He told himself everything evil was long gone from here. Summers and winters the shack had been empty, falling down for years, who knew how many, maybe as far back as when he was with Preacher, sermonizing, sixteen years old, cowlick and a swarth of beard, dark kid, guinea kid, they taunted him at school, in need of a haircut and clothes, in need of a home, Preacher would say from the pulpit. So he became Preacher's foster son, even preached on Fridays, sweating, Bible in his hand, and while he'd shouted in Preacher's Calvary house, snakes had molted here in this abandoned slant of boards. Parson had found skins, some of them so old they fell to dust when he lifted them out of leaves and dirt. Whatever he found that was good he put beneath his pallet: the dry leaves, an empty honeycomb, the clean bones of small animals rotted and returned to powders, and the snakeskins. There were rags of blankets left by vagrants, men who must have slept here in winter when the camp was closed. And since he'd gotten work on the pipe crew, the directress, a fat redheaded woman white as pink-tinged chalk, had sent him twice to the dump with a truckload of junk. Now he had a metal kitchen chair with a ripped plastic seat, and a cot mattress discolored and torn, softer under him than any bed he remembered. He had magazines. He had a dish with a blue flower on it, and a bucket with no handle he filled at Turtle Hole near dusk.

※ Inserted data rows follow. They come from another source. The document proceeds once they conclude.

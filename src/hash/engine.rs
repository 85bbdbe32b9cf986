// Streaming digest engine
// Hashes ordered byte streams as one concatenated input, in fixed-size chunks

use std::fs::File;
use std::io::Read;
use std::path::PathBuf;
use std::sync::atomic::{AtomicBool, Ordering};

use super::algorithm::HashAlgorithm;
use crate::error::FinderError;

/// Default read chunk size in bytes.
pub const DEFAULT_CHUNK_SIZE: usize = 8 * 1024;

/// Outcome of a digest pass.
#[derive(Debug, Clone, PartialEq, Eq)]
pub enum DigestOutcome {
    /// Uppercase hex digest over the full concatenated input.
    Complete(String),
    /// The cancel flag was raised before the input was fully consumed.
    Cancelled,
}

/// Streaming hash engine bound to a single algorithm.
///
/// The engine keeps no hasher state between calls; every digest pass starts
/// from a fresh hasher, so repeated passes over the same bytes always agree.
pub struct HashEngine {
    algorithm: HashAlgorithm,
    chunk_size: usize,
}

impl HashEngine {
    /// Create an engine with the default chunk size.
    pub fn new(algorithm: HashAlgorithm) -> Self {
        Self {
            algorithm,
            chunk_size: DEFAULT_CHUNK_SIZE,
        }
    }

    /// Override the read chunk size. Progress and cancellation are observed
    /// once per chunk.
    pub fn with_chunk_size(mut self, chunk_size: usize) -> Self {
        self.chunk_size = chunk_size.max(1);
        self
    }

    pub fn algorithm(&self) -> HashAlgorithm {
        self.algorithm
    }

    /// Digest the streams in order as one concatenated input.
    ///
    /// `total_size` is the combined byte length of the streams; after every
    /// chunk the progress callback receives the running percentage of it,
    /// clamped to 100. The cancel flag is checked at each chunk boundary.
    /// An empty stream set yields the algorithm's canonical empty digest.
    pub fn digest_streams<R: Read>(
        &self,
        streams: &mut [R],
        total_size: u64,
        cancel: &AtomicBool,
        mut on_progress: impl FnMut(f32),
    ) -> Result<DigestOutcome, FinderError> {
        let mut hasher = self.algorithm.hasher();
        let mut buffer = vec![0u8; self.chunk_size];
        let mut consumed = 0u64;

        for stream in streams.iter_mut() {
            loop {
                if cancel.load(Ordering::Relaxed) {
                    return Ok(DigestOutcome::Cancelled);
                }

                let bytes_read = stream
                    .read(&mut buffer)
                    .map_err(|e| FinderError::from_io(e, "reading stream", None))?;
                if bytes_read == 0 {
                    break;
                }
                hasher.update(&buffer[..bytes_read]);

                consumed += bytes_read as u64;
                if total_size > 0 {
                    let percent = (consumed as f32 / total_size as f32) * 100.0;
                    on_progress(percent.min(100.0));
                }
            }
        }

        Ok(DigestOutcome::Complete(hex::encode_upper(hasher.finalize())))
    }

    /// Digest a list of files in order as one concatenated input.
    ///
    /// Returns the outcome together with the combined byte length of the
    /// files. An empty list yields the canonical empty digest and zero bytes.
    pub fn digest_files(
        &self,
        paths: &[PathBuf],
        cancel: &AtomicBool,
        on_progress: impl FnMut(f32),
    ) -> Result<(DigestOutcome, u64), FinderError> {
        let mut files = Vec::with_capacity(paths.len());
        let mut total_size = 0u64;

        for path in paths {
            let file = File::open(path)
                .map_err(|e| FinderError::from_io(e, "opening", Some(path.clone())))?;
            let metadata = file
                .metadata()
                .map_err(|e| FinderError::from_io(e, "reading metadata", Some(path.clone())))?;
            total_size += metadata.len();
            files.push(file);
        }

        let outcome = self.digest_streams(&mut files, total_size, cancel, on_progress)?;
        Ok((outcome, total_size))
    }
}

// Tests in tests/engine_tests.rs
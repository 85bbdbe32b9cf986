// Library module for hashseek
// Re-exports modules for use in integration tests and the binary

pub mod error;
pub mod finder;
pub mod hash;

// Re-export commonly used types for convenience
pub use error::FinderError;
pub use finder::{CandidateFile, Finder, SearchOutcome, SearchResult};
pub use hash::{DigestOutcome, HashAlgorithm, HashEngine};
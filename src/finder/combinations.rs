// Subset enumeration
// Yields index combinations in ascending size, lexicographic within a size

/// Iterator over the non-empty index subsets of `0..n`.
///
/// The order is part of the contract: every single-element subset first,
/// then every pair, and so on up to the full set; within one size the
/// subsets are lexicographic by index. For `n = 3` that is `[0]`, `[1]`,
/// `[2]`, `[0, 1]`, `[0, 2]`, `[1, 2]`, `[0, 1, 2]`.
#[derive(Debug, Clone)]
pub struct Combinations {
    n: usize,
    indices: Vec<usize>,
    done: bool,
}

impl Combinations {
    pub fn new(n: usize) -> Self {
        Self {
            n,
            indices: Vec::new(),
            done: n == 0,
        }
    }

    /// Number of combinations an iterator over `n` items yields (2^n - 1).
    pub fn total(n: usize) -> u128 {
        if n >= 128 {
            u128::MAX
        } else {
            (1u128 << n) - 1
        }
    }

    // Advance to the lexicographic successor of the current combination,
    // growing to the first combination of the next size when one is spent.
    fn advance(&mut self) {
        let k = self.indices.len();
        if k == 0 {
            self.indices.push(0);
            return;
        }

        // Rightmost index that can still move right.
        let mut i = k;
        while i > 0 {
            i -= 1;
            if self.indices[i] < self.n - k + i {
                self.indices[i] += 1;
                for j in i + 1..k {
                    self.indices[j] = self.indices[j - 1] + 1;
                }
                return;
            }
        }

        if k == self.n {
            self.done = true;
        } else {
            self.indices = (0..=k).collect();
        }
    }
}

impl Iterator for Combinations {
    type Item = Vec<usize>;

    fn next(&mut self) -> Option<Self::Item> {
        if self.done {
            return None;
        }
        self.advance();
        if self.done {
            None
        } else {
            Some(self.indices.clone())
        }
    }
}

#[cfg(test)]
mod tests {
    use super::*;

    #[test]
    fn yields_ascending_sizes_lexicographic_within_a_size() {
        let all: Vec<Vec<usize>> = Combinations::new(3).collect();
        assert_eq!(
            all,
            vec![
                vec![0],
                vec![1],
                vec![2],
                vec![0, 1],
                vec![0, 2],
                vec![1, 2],
                vec![0, 1, 2],
            ]
        );
    }

    #[test]
    fn counts_match_the_closed_form() {
        for n in 0..=10 {
            let count = Combinations::new(n).count() as u128;
            assert_eq!(count, Combinations::total(n), "wrong count for n = {n}");
        }
    }

    #[test]
    fn zero_items_yield_nothing() {
        assert_eq!(Combinations::new(0).next(), None);
        assert_eq!(Combinations::total(0), 0);
    }

    #[test]
    fn one_item_yields_one_subset() {
        let all: Vec<Vec<usize>> = Combinations::new(1).collect();
        assert_eq!(all, vec![vec![0]]);
    }

    #[test]
    fn every_subset_is_sorted_and_unique() {
        let all: Vec<Vec<usize>> = Combinations::new(5).collect();
        assert_eq!(all.len(), 31);
        for subset in &all {
            for pair in subset.windows(2) {
                assert!(pair[0] < pair[1]);
            }
        }
        let mut deduped = all.clone();
        deduped.dedup();
        assert_eq!(deduped.len(), all.len());
    }
}
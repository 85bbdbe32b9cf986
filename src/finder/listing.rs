// Candidate listing
// Non-recursive enumeration of the files directly inside chosen folders

use std::fs;
use std::path::PathBuf;

/// List the files directly inside each folder.
///
/// Folders that do not exist (or cannot be read) are skipped without an
/// error, subdirectories are not descended into, and non-file entries are
/// dropped. Paths come back in the order the file system reports them.
pub fn list_files(folders: &[PathBuf]) -> Vec<PathBuf> {
    let mut files = Vec::new();

    for folder in folders {
        let entries = match fs::read_dir(folder) {
            Ok(entries) => entries,
            Err(_) => continue,
        };

        for entry in entries.flatten() {
            match entry.file_type() {
                Ok(file_type) if file_type.is_file() => files.push(entry.path()),
                _ => {}
            }
        }
    }

    files
}

// Tests in tests/listing_tests.rs
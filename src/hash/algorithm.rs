// Hash algorithm registry
// Closed set of supported algorithms and the hasher wrappers behind them

use std::fmt;
use std::str::FromStr;

use crate::error::FinderError;

use crc::{Algorithm, Crc, Digest as CrcDigest};
use crc32fast::Hasher as Crc32Hasher;
use md5::{Digest as Md5Digest, Md5};
use sha1::{Digest as Sha1Digest, Sha1};
use sha2::{Digest as Sha2Digest, Sha256};

/// The supported hash algorithms. Nothing outside this set is representable;
/// parsing any other name fails with [`FinderError::UnsupportedAlgorithm`].
#[derive(Debug, Clone, Copy, PartialEq, Eq, Hash)]
pub enum HashAlgorithm {
    Sha256,
    Md5,
    Sha1,
    Crc32,
    Crc64,
}

impl HashAlgorithm {
    /// All supported algorithms, in display order.
    pub const ALL: [HashAlgorithm; 5] = [
        HashAlgorithm::Sha256,
        HashAlgorithm::Md5,
        HashAlgorithm::Sha1,
        HashAlgorithm::Crc32,
        HashAlgorithm::Crc64,
    ];

    /// Canonical display name.
    pub fn name(&self) -> &'static str {
        match self {
            HashAlgorithm::Sha256 => "SHA-256",
            HashAlgorithm::Md5 => "MD5",
            HashAlgorithm::Sha1 => "SHA-1",
            HashAlgorithm::Crc32 => "CRC32",
            HashAlgorithm::Crc64 => "CRC64",
        }
    }

    /// Width of the hex digest this algorithm produces.
    pub fn digest_len(&self) -> usize {
        match self {
            HashAlgorithm::Sha256 => 64,
            HashAlgorithm::Md5 => 32,
            HashAlgorithm::Sha1 => 40,
            HashAlgorithm::Crc32 => 8,
            HashAlgorithm::Crc64 => 16,
        }
    }

    /// Get a fresh hasher instance for this algorithm.
    pub fn hasher(&self) -> Box<dyn Hasher> {
        match self {
            HashAlgorithm::Sha256 => Box::new(Sha256Wrapper(Sha2Digest::new())),
            HashAlgorithm::Md5 => Box::new(Md5Wrapper(Md5Digest::new())),
            HashAlgorithm::Sha1 => Box::new(Sha1Wrapper(Sha1Digest::new())),
            HashAlgorithm::Crc32 => Box::new(Crc32Wrapper(Crc32Hasher::new())),
            HashAlgorithm::Crc64 => Box::new(Crc64Wrapper(CRC64.digest())),
        }
    }
}

impl fmt::Display for HashAlgorithm {
    fn fmt(&self, f: &mut fmt::Formatter<'_>) -> fmt::Result {
        f.write_str(self.name())
    }
}

impl FromStr for HashAlgorithm {
    type Err = FinderError;

    fn from_str(s: &str) -> Result<Self, Self::Err> {
        match s.to_lowercase().as_str() {
            "sha256" | "sha-256" => Ok(HashAlgorithm::Sha256),
            "md5" => Ok(HashAlgorithm::Md5),
            "sha1" | "sha-1" => Ok(HashAlgorithm::Sha1),
            "crc32" => Ok(HashAlgorithm::Crc32),
            "crc64" => Ok(HashAlgorithm::Crc64),
            _ => Err(FinderError::UnsupportedAlgorithm {
                name: s.to_string(),
            }),
        }
    }
}

impl serde::Serialize for HashAlgorithm {
    fn serialize<S: serde::Serializer>(&self, serializer: S) -> Result<S::Ok, S::Error> {
        serializer.serialize_str(self.name())
    }
}

/// Trait for hash algorithm implementations
pub trait Hasher: Send {
    /// Update the hasher with new data
    fn update(&mut self, data: &[u8]);

    /// Finalize the hash and return the result
    fn finalize(self: Box<Self>) -> Vec<u8>;
}

// CRC-64 with the reflected ISO 3309 polynomial, zero seed, and no output
// complement. Not the catalogue CRC-64/GO-ISO, which seeds and xors with
// all-ones and agrees with this variant only on empty input.
const CRC64_ISO: Algorithm<u64> = Algorithm {
    width: 64,
    poly: 0x000000000000001b,
    init: 0x0000000000000000,
    refin: true,
    refout: true,
    xorout: 0x0000000000000000,
    check: 0x46a5a9388a5beffe,
    residue: 0x0000000000000000,
};

// Shared by every Crc64 hasher instance
static CRC64: Crc<u64> = Crc::<u64>::new(&CRC64_ISO);

// SHA-256 wrapper
struct Sha256Wrapper(Sha256);

impl Hasher for Sha256Wrapper {
    fn update(&mut self, data: &[u8]) {
        Sha2Digest::update(&mut self.0, data);
    }

    fn finalize(self: Box<Self>) -> Vec<u8> {
        Sha2Digest::finalize(self.0).to_vec()
    }
}

// MD5 wrapper
struct Md5Wrapper(Md5);

impl Hasher for Md5Wrapper {
    fn update(&mut self, data: &[u8]) {
        Md5Digest::update(&mut self.0, data);
    }

    fn finalize(self: Box<Self>) -> Vec<u8> {
        Md5Digest::finalize(self.0).to_vec()
    }
}

// SHA-1 wrapper
struct Sha1Wrapper(Sha1);

impl Hasher for Sha1Wrapper {
    fn update(&mut self, data: &[u8]) {
        Sha1Digest::update(&mut self.0, data);
    }

    fn finalize(self: Box<Self>) -> Vec<u8> {
        Sha1Digest::finalize(self.0).to_vec()
    }
}

// CRC32 wrapper
struct Crc32Wrapper(Crc32Hasher);

impl Hasher for Crc32Wrapper {
    fn update(&mut self, data: &[u8]) {
        self.0.update(data);
    }

    fn finalize(self: Box<Self>) -> Vec<u8> {
        self.0.finalize().to_be_bytes().to_vec()
    }
}

// CRC64 wrapper
struct Crc64Wrapper(CrcDigest<'static, u64>);

impl Hasher for Crc64Wrapper {
    fn update(&mut self, data: &[u8]) {
        self.0.update(data);
    }

    fn finalize(self: Box<Self>) -> Vec<u8> {
        self.0.finalize().to_be_bytes().to_vec()
    }
}

// Tests in tests/algorithm_tests.rs
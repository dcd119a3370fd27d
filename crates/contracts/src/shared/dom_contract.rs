//! Markup contract between the notification page and the browser controller.
//!
//! The server renders elements with these classes and attributes; the wasm
//! controller looks them up.

/// Class of every clickable tab.
pub const TAB_CLASS: &str = "tab";

/// Class marking the currently selected tab.
pub const ACTIVE_CLASS: &str = "active";

/// Class of the single container holding the notification items.
pub const NOTIFICATION_LIST_CLASS: &str = "notification-list";

/// Class of one notification entry.
pub const NOTIFICATION_ITEM_CLASS: &str = "notification-item";

/// Attribute carrying a tab's filter (`dataset.isAction` in JS).
pub const IS_ACTION_ATTRIBUTE: &str = "data-is-action";

/// Text of the blocking alert shown when a tab request fails.
pub const COMMUNICATION_FAILED: &str = "通信に失敗しました。";

/// CSS selector for a class name, e.g. `notification-item` -> `.notification-item`.
pub fn class_selector(class: &str) -> String {
    format!(".{}", class)
}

Kneeling to fill it, he saw his own face wavering and broken on the cool surface, sometimes he splattered the image with his hand, with his face, biting water that tasted clean and cut like glass, cold and brilliant, and when he came up sputtering he heard the girls singing in their camps, the sounds vague and high, mesmerizing, every night they sang and he could never hear the words, there were different words from different directions and their nonsensical rise and fall seemed to call and answer, calling him, answering, and he knew he'd come to the right place, he'd followed Carmody and come to a place he was meant to find. It almost didn't matter who he followed, any of them, fallen, vicious in their minds, could lead him to grace.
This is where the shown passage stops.